Beginning Monday, a host of local and national architects, city planners, developers and residents of Winchester Park will begin planning what they hope is the neighborhood’s rebirth.

The Knight Program in Community Building at the University of Miami’s School of Architecture is holding a weeklong charrette — a collaborative planning process — for the area bordered by North Parkway, Interstate 240, Jefferson Avenue and Danny Thomas Boulevard. The goal is to improve the area, which planners refer to as Intown, for residents and pave the way for new, sustainable development near one of the city’s growing employment and economic development centers.

The neighborhood serves as a crucial link between St. Jude Children’s Research Hospital and Le Bonheur Children’s Medical Center.

A $1 billion expansion is under way at St. Jude, and Le Bonheur is embarking on a $235 million expansion. Both organizations interact regularly, with patients and doctors zipping back and forth between the sites.

The 1.3 million-square-foot University of Tennessee-Baptist Research Park is planned for the Medical Center. The six-building research, incubator and commercial center dedicated to the biotech industry will take about 10 years to complete.

"The neighborhood has been forgotten for many years," said Carissa Hussong, executive director of the Urban Art Commission, which is sponsoring the charrette. "That’s partly a result of its location, which is also one of its assets and why so many people are really interested in the neighborhood.

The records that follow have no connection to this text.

use std::fmt;

/// Static shared secret authorizing the billing webhook.
///
/// Not tied to any user. `Debug` never prints the key.
#[derive(Clone)]
pub struct ApiKey(String);

impl ApiKey {
    pub fn new(key: impl Into<String>) -> Self {
        Self(key.into())
    }

    /// Exact, constant-time comparison against a presented key.
    pub fn matches(&self, candidate: &str) -> bool {
        let expected = self.0.as_bytes();
        let candidate = candidate.as_bytes();

        if expected.len() != candidate.len() {
            return false;
        }

        expected
            .iter()
            .zip(candidate)
            .fold(0u8, |acc, (a, b)| acc | (a ^ b))
            == 0
    }
}

impl fmt::Debug for ApiKey {
    fn fmt(&self, f: &mut fmt::Formatter<'_>) -> fmt::Result {
        f.write_str("ApiKey(..)")
    }
}
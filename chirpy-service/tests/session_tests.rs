mod common;

use std::sync::Arc;

use chrono::Duration;
use chirpy_service::domain::session::errors::SessionError;
use chirpy_service::domain::session::ports::SessionServicePort;
use chirpy_service::domain::user::models::UserId;
use common::session_service;
use common::InMemoryRefreshTokenRepository;
use common::InMemoryUserRepository;

fn service() -> common::TestSessionService {
    session_service(
        Arc::new(InMemoryUserRepository::default()),
        Arc::new(InMemoryRefreshTokenRepository::default()),
    )
}

#[tokio::test]
async fn test_refresh_token_lifecycle() {
    let service = service();
    let user_id = UserId::new();

    let token = service
        .issue_refresh_token(user_id, Duration::days(60))
        .await
        .unwrap();
    assert_eq!(token.len(), 64);

    assert_eq!(service.resolve_user(&token).await.unwrap(), user_id);

    service.revoke(&token).await.unwrap();

    let result = service.resolve_user(&token).await;
    assert!(matches!(result, Err(SessionError::RefreshTokenNotFound)));
}

#[tokio::test]
async fn test_revoke_is_idempotent() {
    let service = service();
    let user_id = UserId::new();

    let token = service
        .issue_refresh_token(user_id, Duration::days(60))
        .await
        .unwrap();

    service.revoke(&token).await.unwrap();
    service.revoke(&token).await.unwrap();

    let result = service.resolve_user(&token).await;
    assert!(matches!(result, Err(SessionError::RefreshTokenNotFound)));

    let result = service.refresh(&token).await;
    assert!(matches!(result, Err(SessionError::RefreshTokenNotFound)));
}

#[tokio::test]
async fn test_expired_refresh_token_is_not_found() {
    let service = service();

    let token = service
        .issue_refresh_token(UserId::new(), Duration::seconds(-1))
        .await
        .unwrap();

    let result = service.resolve_user(&token).await;
    assert!(matches!(result, Err(SessionError::RefreshTokenNotFound)));

    let result = service.refresh(&token).await;
    assert!(matches!(result, Err(SessionError::RefreshTokenNotFound)));
}

#[tokio::test]
async fn test_unknown_refresh_token() {
    let service = service();

    let result = service.resolve_user(&auth::refresh::generate()).await;
    assert!(matches!(result, Err(SessionError::RefreshTokenNotFound)));

    // Revoking a token that was never issued still succeeds.
    service.revoke("never-issued").await.unwrap();
}

#[tokio::test]
async fn test_refresh_issues_verifiable_access_token() {
    let service = service();
    let user_id = UserId::new();

    let token = service
        .issue_refresh_token(user_id, Duration::days(1))
        .await
        .unwrap();
    let access_token = service.refresh(&token).await.unwrap();

    let verified = auth::Authenticator::new(common::JWT_SECRET)
        .verify_access_token(&access_token)
        .unwrap();
    assert_eq!(verified, user_id.0);
}
use chrono::DateTime;
use chrono::Duration;
use chrono::Utc;
use serde::Deserialize;
use serde::Serialize;
use uuid::Uuid;

use super::errors::JwtError;

/// Issuer stamped on every access token.
pub const ISSUER: &str = "chirpy";

/// Access token claims.
///
/// `iat` and `exp` are RFC 7519 NumericDate values carrying millisecond
/// fractions, so lifetimes shorter than a second expire on time.
#[derive(Debug, Clone, Serialize, Deserialize, PartialEq)]
pub struct Claims {
    /// Subject (user identifier)
    pub sub: String,

    /// Issuer
    pub iss: String,

    /// Issued at (seconds since epoch)
    pub iat: f64,

    /// Expiration time (seconds since epoch)
    pub exp: f64,
}

impl Claims {
    /// Create claims for a user, valid for `ttl` from now.
    pub fn for_user(user_id: Uuid, ttl: Duration) -> Self {
        Self::issued_at(user_id, Utc::now(), ttl)
    }

    /// Create claims for a user issued at an explicit instant.
    pub fn issued_at(user_id: Uuid, now: DateTime<Utc>, ttl: Duration) -> Self {
        Self {
            sub: user_id.to_string(),
            iss: ISSUER.to_string(),
            iat: numeric_date(now),
            exp: numeric_date(expiry(now, ttl)),
        }
    }

    /// A token is expired once `now` reaches its expiration.
    pub fn is_expired(&self, now: DateTime<Utc>) -> bool {
        numeric_date(now) >= self.exp
    }

    /// Parse the subject as a user identifier.
    ///
    /// # Errors
    /// * `Malformed` - Subject is not a UUID
    pub fn user_id(&self) -> Result<Uuid, JwtError> {
        Uuid::parse_str(&self.sub)
            .map_err(|e| JwtError::Malformed(format!("invalid subject: {}", e)))
    }
}

/// `now + ttl`, capped at the latest representable instant.
fn expiry(now: DateTime<Utc>, ttl: Duration) -> DateTime<Utc> {
    now.checked_add_signed(ttl)
        .unwrap_or(DateTime::<Utc>::MAX_UTC)
}

fn numeric_date(instant: DateTime<Utc>) -> f64 {
    instant.timestamp_millis() as f64 / 1000.0
}
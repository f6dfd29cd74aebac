use axum::http::header;
use axum::http::StatusCode;
use axum::response::IntoResponse;

pub async fn healthz() -> impl IntoResponse {
    (
        StatusCode::OK,
        [(header::CONTENT_TYPE, "text/plain; charset=utf-8")],
        "OK",
    )
}
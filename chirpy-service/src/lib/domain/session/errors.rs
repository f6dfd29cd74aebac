use auth::JwtError;
use auth::PasswordError;
use thiserror::Error;

use crate::user::errors::UserError;

/// Errors of the login, refresh, and revoke flows.
#[derive(Debug, Clone, Error)]
pub enum SessionError {
    /// Unknown email or wrong password; the two are not distinguished.
    #[error("Incorrect email or password")]
    InvalidCredentials,

    /// Refresh token is unknown, revoked, or expired.
    #[error("Refresh token not found")]
    RefreshTokenNotFound,

    #[error("Password error: {0}")]
    Password(#[from] PasswordError),

    #[error("Token error: {0}")]
    Token(#[from] JwtError),

    #[error("Storage error: {0}")]
    Storage(String),
}

impl From<UserError> for SessionError {
    fn from(err: UserError) -> Self {
        SessionError::Storage(err.to_string())
    }
}
pub mod config;
pub mod domain;
pub mod inbound;
pub mod outbound;

pub use domain::user;
pub use outbound::repositories;
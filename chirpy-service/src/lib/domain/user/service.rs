use std::sync::Arc;

use async_trait::async_trait;
use chrono::Utc;

use crate::domain::user::models::CreateUserCommand;
use crate::domain::user::models::UpdateCredentialsCommand;
use crate::domain::user::models::User;
use crate::domain::user::models::UserId;
use crate::user::errors::UserError;
use crate::user::ports::UserRepository;
use crate::user::ports::UserServicePort;

/// Domain service implementation for user operations.
///
/// Concrete implementation of UserServicePort with dependency injection.
pub struct UserService<UR>
where
    UR: UserRepository,
{
    repository: Arc<UR>,
    password_hasher: auth::PasswordHasher,
}

impl<UR> UserService<UR>
where
    UR: UserRepository,
{
    /// Create a new user service with injected dependencies.
    ///
    /// # Arguments
    /// * `repository` - User persistence implementation
    pub fn new(repository: Arc<UR>) -> Self {
        Self {
            repository,
            password_hasher: auth::PasswordHasher::new(),
        }
    }
}

#[async_trait]
impl<UR> UserServicePort for UserService<UR>
where
    UR: UserRepository,
{
    async fn create_user(&self, command: CreateUserCommand) -> Result<User, UserError> {
        let password_hash = self.password_hasher.hash(&command.password)?;

        let now = Utc::now();
        let user = User {
            id: UserId::new(),
            email: command.email,
            password_hash,
            is_chirpy_red: false,
            created_at: now,
            updated_at: now,
        };

        let created_user = self.repository.create(user).await?;
        tracing::info!(user_id = %created_user.id, "User created");

        Ok(created_user)
    }

    async fn update_credentials(
        &self,
        id: &UserId,
        command: UpdateCredentialsCommand,
    ) -> Result<User, UserError> {
        let mut user = self
            .repository
            .find_by_id(id)
            .await?
            .ok_or(UserError::NotFound(id.to_string()))?;

        user.email = command.email;
        user.password_hash = self.password_hasher.hash(&command.password)?;
        user.updated_at = Utc::now();

        let updated_user = self.repository.update(user).await?;
        tracing::info!(user_id = %updated_user.id, "User credentials updated");

        Ok(updated_user)
    }

    async fn upgrade_to_chirpy_red(&self, id: &UserId) -> Result<(), UserError> {
        self.repository.set_chirpy_red(id).await?;
        tracing::info!(user_id = %id, "User upgraded to Chirpy Red");

        Ok(())
    }

    async fn delete_all_users(&self) -> Result<u64, UserError> {
        let deleted = self.repository.delete_all().await?;
        tracing::warn!(deleted, "All users deleted");

        Ok(deleted)
    }
}
use async_trait::async_trait;

use crate::domain::chirp::errors::ChirpError;
use crate::domain::chirp::models::Chirp;
use crate::domain::chirp::models::ChirpId;
use crate::domain::chirp::models::CreateChirpCommand;
use crate::domain::chirp::models::ListChirpsQuery;
use crate::domain::user::models::UserId;

/// Port for chirp domain service operations.
#[async_trait]
pub trait ChirpServicePort: Send + Sync + 'static {
    /// Post a chirp as `author`.
    ///
    /// # Errors
    /// * `DatabaseError` - Database operation failed
    async fn create_chirp(
        &self,
        command: CreateChirpCommand,
        author: UserId,
    ) -> Result<Chirp, ChirpError>;

    /// Retrieve a chirp by identifier.
    ///
    /// # Errors
    /// * `NotFound` - Chirp does not exist
    /// * `DatabaseError` - Database operation failed
    async fn get_chirp(&self, id: &ChirpId) -> Result<Chirp, ChirpError>;

    /// List chirps, optionally for a single author, ordered by creation time.
    async fn list_chirps(&self, query: ListChirpsQuery) -> Result<Vec<Chirp>, ChirpError>;

    /// Delete a chirp on behalf of `requester`.
    ///
    /// # Errors
    /// * `NotFound` - Chirp does not exist
    /// * `Forbidden` - Requester is not the author
    /// * `DatabaseError` - Database operation failed
    async fn delete_chirp(&self, id: &ChirpId, requester: &UserId) -> Result<(), ChirpError>;
}

/// Persistence operations for chirps.
#[async_trait]
pub trait ChirpRepository: Send + Sync + 'static {
    /// Persist a new chirp.
    async fn create(&self, chirp: Chirp) -> Result<Chirp, ChirpError>;

    /// Retrieve chirp by identifier.
    ///
    /// # Returns
    /// Optional chirp (None if not found)
    async fn find_by_id(&self, id: &ChirpId) -> Result<Option<Chirp>, ChirpError>;

    /// List chirps oldest first, restricted to `author` when given.
    async fn list(&self, author: Option<UserId>) -> Result<Vec<Chirp>, ChirpError>;

    /// Remove a chirp.
    ///
    /// # Errors
    /// * `NotFound` - Chirp does not exist
    async fn delete(&self, id: &ChirpId) -> Result<(), ChirpError>;
}
pub mod errors;
pub mod parser;

pub use errors::HeaderError;
pub use parser::api_key;
pub use parser::bearer_token;
pub use parser::extract;
pub use parser::API_KEY;
pub use parser::BEARER;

"With the infusion of so many jobs because of the major investments by these medical institutions," she said, "it makes sense that we look at this community now as a residential community that’s supporting the growing needs of the surrounding medical facilities in a way that creates a sustainable neighborhood."

The charrette is one piece of a larger public-private effort to revitalize the Medical Center.

Two housing projects on the northern and southern end of the district — Lamar Terrace on Lamar and Dixie Homes on Poplar — are being transformed into mixed-income residential neighborhoods with the help of two Federal Hope VI grants.

Planners think they create a mixed-income neighborhood in Winchester Park, one that might attract highly-paid doctors and support staff.

"The best communities have a mixture of incomes and a mixture of backgrounds," said Russell E. Bloodworth Jr., executive director of Boyle Investment Co. and one of the 12 Knight Program Fellows who will conduct the charrette.

The first three days of the charrette will feature stakeholder meetings with developers, property owners, architects and others. But it is by no means an exclusive affair. Neighborhood residents will be active participants in the planning.

"People are excited," Hussong said. "They care about their community and would like to see it come back to the way it was before."

The general public will be able to chime in during a session on July 17.

Elizabeth Plater-Zyberk and Charles Bohl will lead the effort.

Plater-Zyberk is a founder of the Congress for New Urbanism, which advocates inner-city neighborhoods that are walkable, diverse and accessible to shops, parks and jobs. Plater-Zyberk is also dean of the University of Miami School of Architecture and will speak at 5:30 Monday at the Memphis College of Art in an event sponsored by the Memphis District Council of the Urban Land Institute.

Bohl is director of the Knight Program of Community Building at the University of Miami.

"My hope is that it will cast a strong, sustainable vision for what the area should be and a strategy to get it there," Bloodworth said.